(Excerpts from a dataset)

== Segment start ==

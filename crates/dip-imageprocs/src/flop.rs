/*
 * Copyright (c) 2023.
 *
 * This software is free software;
 *
 * You can redistribute it or modify it under terms of the MIT, Apache License or Zlib license
 */
//! Flop : Reflect pixels around the central y-axis
use dip_image::errors::ImageErrors;
use dip_image::image::Image;
use dip_image::traits::OperationsTrait;

/// Creates a horizontal mirror image by reflecting the pixels around the central y-axis
///```text
///old image     new image
///┌─────────┐   ┌──────────┐
///│a b c d e│   │e d c b a │
///│f g h i j│   │j i h g f │
///└─────────┘   └──────────┘
///```
#[derive(Default)]
pub struct Flop;

impl Flop {
    /// Create a new flop implementation
    #[must_use]
    pub fn new() -> Flop {
        Self
    }
}

impl OperationsTrait for Flop {
    fn name(&self) -> &'static str {
        "Flop"
    }

    fn execute_impl(&self, image: &mut Image) -> Result<(), ImageErrors> {
        let (width, _) = image.dimensions();
        let channels = image.channels();

        flop(image.pixels_mut(), width, channels);

        Ok(())
    }
}

/// Flop an interleaved image
///
/// Pixels swap places, the bytes inside a pixel keep their order.
///
/// # Panics
/// If `width*channels` does not evenly divide the image
pub fn flop(in_out_image: &mut [u8], width: usize, channels: usize) {
    let stride = width * channels;

    if stride == 0 {
        return;
    }
    assert_eq!(
        in_out_image.len() % stride,
        0,
        "Width does not evenly divide image"
    );

    for row in in_out_image.chunks_exact_mut(stride) {
        let (left_to_right, right_to_left) = row.split_at_mut((width / 2) * channels);

        // the middle pixel of an odd row stays in place
        let right_to_left = &mut right_to_left[(width % 2) * channels..];

        for (ltr, rtl) in left_to_right
            .chunks_exact_mut(channels)
            .zip(right_to_left.chunks_exact_mut(channels).rev())
        {
            ltr.swap_with_slice(rtl);
        }
    }
}
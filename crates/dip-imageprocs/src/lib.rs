/*
 * Copyright (c) 2023.
 *
 * This software is free software;
 *
 * You can redistribute it or modify it under terms of the MIT, Apache License or Zlib license
 */

//! Image processing routines for `dip-image`
//!
//! Every routine exists twice, as a free function working on an interleaved
//! `u8` slice and as an operation struct implementing the `OperationsTrait`
//! defined by dip-image.
//!
//! Color aware routines (brighten, sharpen, gray world, hsv) only touch the
//! first three bytes of each pixel, a fourth alpha byte is passed through.
//!
//! # Example
//! - Brighten an image by 20
//! ```
//! use dip_image::image::Image;
//! use dip_image::traits::OperationsTrait;
//! use dip_imageprocs::brighten::Brighten;
//!
//! let mut image = Image::fill(100, 8, 8, 3);
//! Brighten::new(20).execute(&mut image).unwrap();
//! assert!(image.pixels().iter().all(|x| *x == 120));
//! ```
#![warn(
    clippy::correctness,
    clippy::perf,
    clippy::pedantic,
    clippy::inline_always,
    clippy::missing_errors_doc,
    clippy::panic
)]
#![allow(
    clippy::needless_return,
    clippy::similar_names,
    clippy::doc_markdown,
    clippy::module_name_repetitions,
    clippy::missing_panics_doc,
    clippy::missing_errors_doc,
    clippy::many_single_char_names
)]

pub mod box_blur;
pub mod brighten;
pub mod contrast;
pub mod flop;
pub mod gray_world;
pub mod hsv_adjust;
pub mod psnr;
pub mod quantize;
pub mod resize;
pub mod restoration;
pub mod sharpen;
mod utils;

== Segment end ==

## DESCRIPTION OF THE TASK
Every record must be transcribed exactly, with no line skipped.

## WRITTEN REPLY
filename crates/dip-imageprocs/src/flop.rs
/*
 * Copyright (c) 2023.
 *
 * This software is free software;
 *
 * You can redistribute it or modify it under terms of the MIT, Apache License or Zlib license
 */
//! Flop : Reflect pixels around the central y-axis
use dip_image::errors::ImageErrors;
use dip_image::image::Image;
use dip_image::traits::OperationsTrait;

/// Creates a horizontal mirror image by reflecting the pixels around the central y-axis
///```text
///old image     new image
///┌─────────┐   ┌──────────┐
///│a b c d e│   │e d c b a │
///│f g h i j│   │j i h g f │
///└─────────┘   └──────────┘
///```
#[derive(Default)]
pub struct Flop;

impl Flop {
    /// Create a new flop implementation
    #[must_use]
    pub fn new() -> Flop {
        Self
    }
}

impl OperationsTrait for Flop {
    fn name(&self) -> &'static str {
        "Flop"
    }

    fn execute_impl(&self, image: &mut Image) -> Result<(), ImageErrors> {
        let (width, _) = image.dimensions();
        let channels = image.channels();

        flop(image.pixels_mut(), width, channels);

        Ok(())
    }
}

/// Flop an interleaved image
///
/// Pixels swap places, the bytes inside a pixel keep their order.
///
/// # Panics
/// If `width*channels` does not evenly divide the image
pub fn flop(in_out_image: &mut [u8], width: usize, channels: usize) {
    let stride = width * channels;

    if stride == 0 {
        return;
    }
    assert_eq!(
        in_out_image.len() % stride,
        0,
        "Width does not evenly divide image"
    );

    for row in in_out_image.chunks_exact_mut(stride) {
        let (left_to_right, right_to_left) = row.split_at_mut((width / 2) * channels);

        // the middle pixel of an odd row stays in place
        let right_to_left = &mut right_to_left[(width % 2) * channels..];

        for (ltr, rtl) in left_to_right
            .chunks_exact_mut(channels)
            .zip(right_to_left.chunks_exact_mut(channels).rev())
        {
            ltr.swap_with_slice(rtl);
        }
    }
}
filename crates/dip-imageprocs/src/lib.rs
/*
 * Copyright (c) 2023.
 *
 * This software is free software;
 *
 * You can redistribute it or modify it under terms of the MIT, Apache License or Zlib license
 */

//! Image processing routines for `dip-image`
//!
//! Every routine exists twice, as a free function working on an interleaved
//! `u8` slice and as an operation struct implementing the `OperationsTrait`
//! defined by dip-image.
//!
//! Color aware routines (brighten, sharpen, gray world, hsv) only touch the
//! first three bytes of each pixel, a fourth alpha byte is passed through.
//!
//! # Example
//! - Brighten an image by 20
//! ```
//! use dip_image::image::Image;
//! use dip_image::traits::OperationsTrait;
//! use dip_imageprocs::brighten::Brighten;
//!
//! let mut image = Image::fill(100, 8, 8, 3);
//! Brighten::new(20).execute(&mut image).unwrap();
//! assert!(image.pixels().iter().all(|x| *x == 120));
//! ```
#![warn(
    clippy::correctness,
    clippy::perf,
    clippy::pedantic,
    clippy::inline_always,
    clippy::missing_errors_doc,
    clippy::panic
)]
#![allow(
    clippy::needless_return,
    clippy::similar_names,
    clippy::doc_markdown,
    clippy::module_name_repetitions,
    clippy::missing_panics_doc,
    clippy::missing_errors_doc,
    clippy::many_single_char_names
)]

pub mod box_blur;
pub mod brighten;
pub mod contrast;
pub mod flop;
pub mod gray_world;
pub mod hsv_adjust;
pub mod psnr;
pub mod quantize;
pub mod resize;
pub mod restoration;
pub mod sharpen;
mod utils;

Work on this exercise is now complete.